Elaborate on 76805 Elements

Additionally, you will want to make sure there is sufficient documentation of the fetus’ AFI even though AFI is not specifically documented as a key element. You should include amniotic fluid measurement in with the second element for 76805, “Measurements appropriate for gestational age (older than or equal to 14 weeks 0 days).” The ACR goes on to outline what you should look out for with respect to amniotic fluid measurements:

  • “After the first trimester, the amniotic fluid might be measured (quantitative), or the report may document this with a qualitative assessment — either is acceptable.
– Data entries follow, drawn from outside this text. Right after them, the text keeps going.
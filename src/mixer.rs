//! Plays animation clips on a scene graph.
//!
//! The mixer resolves each glTF node index to a path of child indices once, at
//! construction. Every [`AnimationMixer::update`] then samples all running
//! actions, blends outputs that target the same property by weight and writes
//! the result into the nodes' local transforms.

use std::collections::HashMap;

use cgmath::{InnerSpace, VectorSpace};
use log::{debug, warn};

use crate::data_structures::{
    animation::{AnimationClip, Property, Sample},
    instance::Instance,
    scene_graph::SceneNode,
};

#[derive(Clone, Copy, Debug, Default, PartialEq, Eq)]
pub enum LoopMode {
    /// Stop on the last frame and hold it.
    Once,
    #[default]
    Repeat,
}

/// Playback state of one clip.
#[derive(Clone, Debug)]
pub struct AnimationAction {
    clip: AnimationClip,
    pub time: f32,
    pub weight: f32,
    pub time_scale: f32,
    pub loop_mode: LoopMode,
    running: bool,
}

impl AnimationAction {
    fn new(clip: AnimationClip) -> Self {
        Self {
            clip,
            time: 0.0,
            weight: 1.0,
            time_scale: 1.0,
            loop_mode: LoopMode::Repeat,
            running: false,
        }
    }

    pub fn play(&mut self) -> &mut Self {
        self.running = true;
        self
    }

    pub fn stop(&mut self) -> &mut Self {
        self.running = false;
        self.time = 0.0;
        self
    }

    pub fn is_running(&self) -> bool {
        self.running
    }

    pub fn clip(&self) -> &AnimationClip {
        &self.clip
    }

    fn advance(&mut self, dt: f32) {
        self.time += dt * self.time_scale;
        let duration = self.clip.duration;
        match self.loop_mode {
            LoopMode::Repeat if duration > 0.0 => self.time = self.time.rem_euclid(duration),
            LoopMode::Repeat => self.time = 0.0,
            LoopMode::Once => self.time = self.time.clamp(0.0, duration),
        }
    }
}

#[derive(Clone, Debug)]
struct Binding {
    path: Vec<usize>,
    /// Local transform at bind time. Properties with a total weight below one
    /// blend towards it.
    rest: Instance,
}

#[derive(Clone, Copy, Debug)]
enum Accumulated {
    Vector(cgmath::Vector3<f32>),
    Rotation(cgmath::Quaternion<f32>),
}

#[derive(Debug, Default)]
pub struct AnimationMixer {
    bindings: HashMap<usize, Binding>,
    actions: Vec<AnimationAction>,
}

impl AnimationMixer {
    /// Binds the mixer to the glTF nodes found below `root`.
    pub fn new(root: &SceneNode) -> Self {
        let bindings = root
            .paths_by_source_index()
            .into_iter()
            .filter_map(|(index, path)| {
                let rest = root.node_at_path(&path)?.local;
                Some((index, Binding { path, rest }))
            })
            .collect();
        Self {
            bindings,
            actions: Vec::new(),
        }
    }

    /// Returns the action of `clip`, creating it on first use. Clips are told
    /// apart by [`AnimationClip::id`], so equally named clips get one action each.
    pub fn clip_action(&mut self, clip: &AnimationClip) -> &mut AnimationAction {
        let position = self
            .actions
            .iter()
            .position(|action| action.clip.id() == clip.id());
        let index = match position {
            Some(index) => index,
            None => {
                let unbound = clip
                    .channels
                    .iter()
                    .filter(|channel| !self.bindings.contains_key(&channel.target))
                    .count();
                if unbound > 0 {
                    warn!(
                        "{} of {} channels of clip {} target nodes that are not in the scene",
                        unbound,
                        clip.channels.len(),
                        clip.name
                    );
                }
                self.actions.push(AnimationAction::new(clip.clone()));
                self.actions.len() - 1
            }
        };
        &mut self.actions[index]
    }

    pub fn actions(&self) -> &[AnimationAction] {
        &self.actions
    }

    pub fn stop_all(&mut self) {
        self.actions.iter_mut().for_each(|action| {
            action.stop();
        });
    }

    /// Advances all running actions by `dt` seconds and poses `root`.
    ///
    /// `root` must be the node the mixer was created from.
    pub fn update(&mut self, dt: f32, root: &mut SceneNode) {
        let mut accumulated: HashMap<(usize, Property), (Accumulated, f32)> = HashMap::new();

        for action in self.actions.iter_mut().filter(|action| action.running) {
            action.advance(dt);
            if action.weight <= 0.0 {
                continue;
            }
            for channel in &action.clip.channels {
                if !self.bindings.contains_key(&channel.target) {
                    continue;
                }
                let Some(sample) = channel.sample(action.time) else {
                    continue;
                };
                let key = (channel.target, sample.property());
                let weight = action.weight;
                accumulated
                    .entry(key)
                    .and_modify(|(value, total)| {
                        *value = accumulate(*value, sample, weight);
                        *total += weight;
                    })
                    .or_insert_with(|| (first(sample, weight), weight));
            }
        }

        if accumulated.is_empty() {
            return;
        }

        for ((target, property), (value, total)) in accumulated {
            let Some(binding) = self.bindings.get(&target) else {
                continue;
            };
            let Some(node) = root.node_at_path_mut(&binding.path) else {
                debug!("animated node {target} is gone from the scene");
                continue;
            };
            let rest = &binding.rest;
            match (property, value) {
                (Property::Translation, Accumulated::Vector(v)) => {
                    node.local.position = blend_vector(rest.position, v, total);
                }
                (Property::Scale, Accumulated::Vector(v)) => {
                    node.local.scale = blend_vector(rest.scale, v, total);
                }
                (Property::Rotation, Accumulated::Rotation(q)) => {
                    let q = q.normalize();
                    node.local.rotation = if total < 1.0 {
                        rest.rotation.nlerp(q, total)
                    } else {
                        q
                    };
                }
                _ => (),
            }
        }

        root.update_world_transform_all();
    }
}

fn first(sample: Sample, weight: f32) -> Accumulated {
    match sample {
        Sample::Translation(v) | Sample::Scale(v) => Accumulated::Vector(v * weight),
        Sample::Rotation(q) => Accumulated::Rotation(q * weight),
    }
}

fn accumulate(value: Accumulated, sample: Sample, weight: f32) -> Accumulated {
    match (value, sample) {
        (Accumulated::Vector(sum), Sample::Translation(v) | Sample::Scale(v)) => {
            Accumulated::Vector(sum + v * weight)
        }
        (Accumulated::Rotation(sum), Sample::Rotation(q)) => {
            // keep every addend in the hemisphere of the running sum
            let q = if sum.dot(q) < 0.0 { -q } else { q };
            Accumulated::Rotation(sum + q * weight)
        }
        (value, _) => value,
    }
}

/// Weighted average, faded towards the rest value when the weights sum below one.
fn blend_vector(
    rest: cgmath::Vector3<f32>,
    sum: cgmath::Vector3<f32>,
    total: f32,
) -> cgmath::Vector3<f32> {
    let average = sum / total;
    if total < 1.0 {
        rest.lerp(average, total)
    } else {
        average
    }
}

#[cfg(test)]
mod tests {
    use super::*;
    use crate::data_structures::animation::{Channel, Interpolation, Keyframes};
    use approx::assert_relative_eq;

    fn translation_clip(name: &str, target: usize, to: f32) -> AnimationClip {
        AnimationClip::new(
            name,
            vec![Channel {
                target,
                timestamps: vec![0.0, 2.0],
                keyframes: Keyframes::Translation(vec![
                    [0.0, 0.0, 0.0].into(),
                    [to, 0.0, 0.0].into(),
                ]),
                interpolation: Interpolation::Linear,
            }],
        )
    }

    fn scene() -> SceneNode {
        let mut root = SceneNode::group("Scene");
        let mut asset = SceneNode::group("asset");
        let mut foot = SceneNode::group("foot");
        foot.source_index = Some(0);
        let mut toe = SceneNode::group("toe");
        toe.source_index = Some(1);
        foot.add_child(toe);
        asset.add_child(foot);
        root.add_child(SceneNode::group("hemisphere"));
        root.add_child(asset);
        root
    }

    #[test]
    fn every_clip_plays_after_start() {
        let root = scene();
        let mut mixer = AnimationMixer::new(&root);
        let clips = [translation_clip("walk", 0, 4.0), translation_clip("wiggle", 1, 1.0)];
        for clip in &clips {
            mixer.clip_action(clip).play();
        }
        assert_eq!(mixer.actions().len(), 2);
        assert!(mixer.actions().iter().all(AnimationAction::is_running));
        assert!(mixer.actions().iter().all(|a| a.loop_mode == LoopMode::Repeat));
        assert!(mixer.actions().iter().all(|a| a.weight == 1.0));
    }

    #[test]
    fn same_clip_yields_same_action() {
        let root = scene();
        let mut mixer = AnimationMixer::new(&root);
        let clip = translation_clip("walk", 0, 4.0);
        mixer.clip_action(&clip).play();
        mixer.clip_action(&clip).time_scale = 2.0;
        assert_eq!(mixer.actions().len(), 1);
        assert_eq!(mixer.actions()[0].time_scale, 2.0);
    }

    #[test]
    fn clips_sharing_a_name_get_their_own_actions() {
        let mut root = scene();
        let mut mixer = AnimationMixer::new(&root);
        let clips = [translation_clip("Take 001", 0, 4.0), translation_clip("Take 001", 1, 2.0)];
        for clip in &clips {
            mixer.clip_action(clip).play();
        }
        assert_eq!(mixer.actions().len(), 2);
        assert!(mixer.actions().iter().all(AnimationAction::is_running));

        mixer.update(1.0, &mut root);
        assert_relative_eq!(root.find_by_name("foot").unwrap().local.position.x, 2.0);
        assert_relative_eq!(root.find_by_name("toe").unwrap().local.position.x, 1.0);
    }

    #[test]
    fn update_poses_nodes_and_world_transforms() {
        let mut root = scene();
        let mut mixer = AnimationMixer::new(&root);
        mixer.clip_action(&translation_clip("walk", 0, 4.0)).play();
        mixer.update(1.0, &mut root);

        let foot = root.find_by_name("foot").unwrap();
        assert_relative_eq!(foot.local.position.x, 2.0);
        let toe = root.find_by_name("toe").unwrap();
        assert_relative_eq!(toe.world.position.x, 2.0);
    }

    #[test]
    fn repeat_wraps_around_the_duration() {
        let mut root = scene();
        let mut mixer = AnimationMixer::new(&root);
        mixer.clip_action(&translation_clip("walk", 0, 4.0)).play();
        mixer.update(2.5, &mut root);

        assert_relative_eq!(mixer.actions()[0].time, 0.5);
        let foot = root.find_by_name("foot").unwrap();
        assert_relative_eq!(foot.local.position.x, 1.0);
    }

    #[test]
    fn once_holds_the_last_frame() {
        let mut root = scene();
        let mut mixer = AnimationMixer::new(&root);
        let clip = translation_clip("walk", 0, 4.0);
        mixer.clip_action(&clip).loop_mode = LoopMode::Once;
        mixer.clip_action(&clip).play();
        mixer.update(5.0, &mut root);
        assert_relative_eq!(root.find_by_name("foot").unwrap().local.position.x, 4.0);
    }

    #[test]
    fn clips_on_one_property_average_by_weight() {
        let mut root = scene();
        let mut mixer = AnimationMixer::new(&root);
        mixer.clip_action(&translation_clip("a", 0, 4.0)).play();
        mixer.clip_action(&translation_clip("b", 0, 8.0)).play();
        mixer.update(2.0 - f32::EPSILON * 4.0, &mut root);

        // both near their end: (4 + 8) / 2
        let x = root.find_by_name("foot").unwrap().local.position.x;
        assert_relative_eq!(x, 6.0, epsilon = 1e-3);
    }

    #[test]
    fn stopped_actions_leave_the_scene_alone() {
        let mut root = scene();
        let mut mixer = AnimationMixer::new(&root);
        mixer.clip_action(&translation_clip("walk", 0, 4.0)).play();
        mixer.stop_all();
        mixer.update(1.0, &mut root);
        assert_relative_eq!(root.find_by_name("foot").unwrap().local.position.x, 0.0);
    }

    #[test]
    fn channels_for_unknown_nodes_are_ignored() {
        let mut root = scene();
        let mut mixer = AnimationMixer::new(&root);
        mixer.clip_action(&translation_clip("ghost", 42, 4.0)).play();
        mixer.update(1.0, &mut root);
        assert_relative_eq!(root.find_by_name("foot").unwrap().local.position.x, 0.0);
    }
}
//! GPU textures and texture creation utilities.
//!
//! This module provides [`Texture`], a wrapper around WGPU GPU texture resources,
//! and helpers for depth buffers, shadow maps, the neutral fallback texture and
//! textures decoded from glTF images.

use crate::data_structures::scene_graph::ColorEncoding;

/// A GPU texture with a view and optional sampler.
#[derive(Clone, Debug)]
pub struct Texture {
    pub texture: wgpu::Texture,
    pub view: wgpu::TextureView,
    pub sampler: Option<wgpu::Sampler>,
}

impl Texture {
    /// Standard depth buffer texture format (32-bit float).
    pub const DEPTH_FORMAT: wgpu::TextureFormat = wgpu::TextureFormat::Depth32Float;

    /// Create a depth texture for depth-testing during rendering.
    ///
    /// * `size` is [width, height] of the texture in pixels
    /// * `label` is used as a debug label for the GPU resource
    pub fn create_depth_texture(device: &wgpu::Device, size: [u32; 2], label: &str) -> Self {
        let size = wgpu::Extent3d {
            width: size[0].max(1),
            height: size[1].max(1),
            depth_or_array_layers: 1,
        };
        let texture = device.create_texture(&wgpu::TextureDescriptor {
            label: Some(label),
            size,
            mip_level_count: 1,
            sample_count: 1,
            dimension: wgpu::TextureDimension::D2,
            format: Self::DEPTH_FORMAT,
            usage: wgpu::TextureUsages::RENDER_ATTACHMENT,
            view_formats: &[Self::DEPTH_FORMAT],
        });
        let view = texture.create_view(&wgpu::TextureViewDescriptor::default());

        Self {
            texture,
            view,
            sampler: None,
        }
    }

    /// Depth texture a light renders into, sampled with
    /// [`Texture::create_shadow_sampler`] by the main pass.
    pub fn create_shadow_map(device: &wgpu::Device, size: [u32; 2]) -> Self {
        let size = wgpu::Extent3d {
            width: size[0].max(1),
            height: size[1].max(1),
            depth_or_array_layers: 1,
        };
        let texture = device.create_texture(&wgpu::TextureDescriptor {
            label: Some("shadow_map"),
            size,
            mip_level_count: 1,
            sample_count: 1,
            dimension: wgpu::TextureDimension::D2,
            format: Self::DEPTH_FORMAT,
            usage: wgpu::TextureUsages::RENDER_ATTACHMENT | wgpu::TextureUsages::TEXTURE_BINDING,
            view_formats: &[Self::DEPTH_FORMAT],
        });
        let view = texture.create_view(&wgpu::TextureViewDescriptor::default());

        Self {
            texture,
            view,
            sampler: None,
        }
    }

    /// Comparison sampler for [`Texture::create_shadow_map`] textures.
    pub fn create_shadow_sampler(device: &wgpu::Device) -> wgpu::Sampler {
        device.create_sampler(&wgpu::SamplerDescriptor {
            label: Some("shadow_sampler"),
            address_mode_u: wgpu::AddressMode::ClampToEdge,
            address_mode_v: wgpu::AddressMode::ClampToEdge,
            address_mode_w: wgpu::AddressMode::ClampToEdge,
            mag_filter: wgpu::FilterMode::Linear,
            min_filter: wgpu::FilterMode::Linear,
            mipmap_filter: wgpu::MipmapFilterMode::Nearest,
            compare: Some(wgpu::CompareFunction::LessEqual),
            lod_min_clamp: 0.0,
            lod_max_clamp: 100.0,
            ..Default::default()
        })
    }

    /// A 1x1 white texture. Materials without a usable base colour image
    /// sample this so the shader does not need a second variant.
    pub fn create_neutral(device: &wgpu::Device, queue: &wgpu::Queue) -> Texture {
        let white = image::RgbaImage::from_pixel(1, 1, image::Rgba([255, 255, 255, 255]));
        Self::from_image(device, queue, &white, Some("neutral texture"), ColorEncoding::Linear)
    }

    /// Upload decoded RGBA8 texels. `encoding` picks between an sRGB and a
    /// linear texture format, so sRGB texels are decoded by the sampler.
    pub fn from_image(
        device: &wgpu::Device,
        queue: &wgpu::Queue,
        rgba: &image::RgbaImage,
        label: Option<&str>,
        encoding: ColorEncoding,
    ) -> Self {
        let dimensions = rgba.dimensions();

        let size = wgpu::Extent3d {
            width: dimensions.0,
            height: dimensions.1,
            depth_or_array_layers: 1,
        };
        let format = match encoding {
            ColorEncoding::Linear => wgpu::TextureFormat::Rgba8Unorm,
            ColorEncoding::Srgb => wgpu::TextureFormat::Rgba8UnormSrgb,
        };
        let texture = device.create_texture(&wgpu::TextureDescriptor {
            label,
            size,
            mip_level_count: 1,
            sample_count: 1,
            dimension: wgpu::TextureDimension::D2,
            format,
            usage: wgpu::TextureUsages::TEXTURE_BINDING | wgpu::TextureUsages::COPY_DST,
            view_formats: &[],
        });

        queue.write_texture(
            wgpu::TexelCopyTextureInfo {
                aspect: wgpu::TextureAspect::All,
                texture: &texture,
                mip_level: 0,
                origin: wgpu::Origin3d::ZERO,
            },
            rgba,
            wgpu::TexelCopyBufferLayout {
                offset: 0,
                bytes_per_row: Some(4 * dimensions.0),
                rows_per_image: Some(dimensions.1),
            },
            size,
        );

        let view = texture.create_view(&wgpu::TextureViewDescriptor::default());
        let sampler = Some(create_default_sampler(device));

        Self {
            texture,
            view,
            sampler,
        }
    }

    pub fn destroy(&self) {
        self.texture.destroy();
    }
}

pub fn create_default_sampler(device: &wgpu::Device) -> wgpu::Sampler {
    device.create_sampler(&wgpu::SamplerDescriptor {
        address_mode_u: wgpu::AddressMode::Repeat,
        address_mode_v: wgpu::AddressMode::Repeat,
        address_mode_w: wgpu::AddressMode::Repeat,
        mag_filter: wgpu::FilterMode::Linear,
        min_filter: wgpu::FilterMode::Linear,
        mipmap_filter: wgpu::MipmapFilterMode::Linear,
        ..Default::default()
    })
}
If measured, this might also appear in the report simply as an abbreviation and a number.”

Coder’s note: As long as the provider documents a reason as to why an element could not be visualized or measured, you may still report code 76805. If an element is not documented and no reason is given as to why, you should either inquire with the physician as to whether an addendum is needed, or report code 76815 instead of 76805.

“When deciding between sending the report back for an addendum, or downcoding to 76815, you must consider a few different variables,” says Lindsay Della Vella, COC, CMCS, owner of Midnight Medical Coding in Philadelphia.

“The first involves how the billing practice is set up. If a third-party billing company is doing the coding, for instance, then there just might not be an option to send back for an addendum. Instead, the client might have guidelines in place instructing the coder what to do if documentation is not met. Other practices might have policy in place that involves the coder sending the report back for an addendum when criteria are not met. There is no right or wrong here, it all depends on the system you have in place,” Della Vella advises.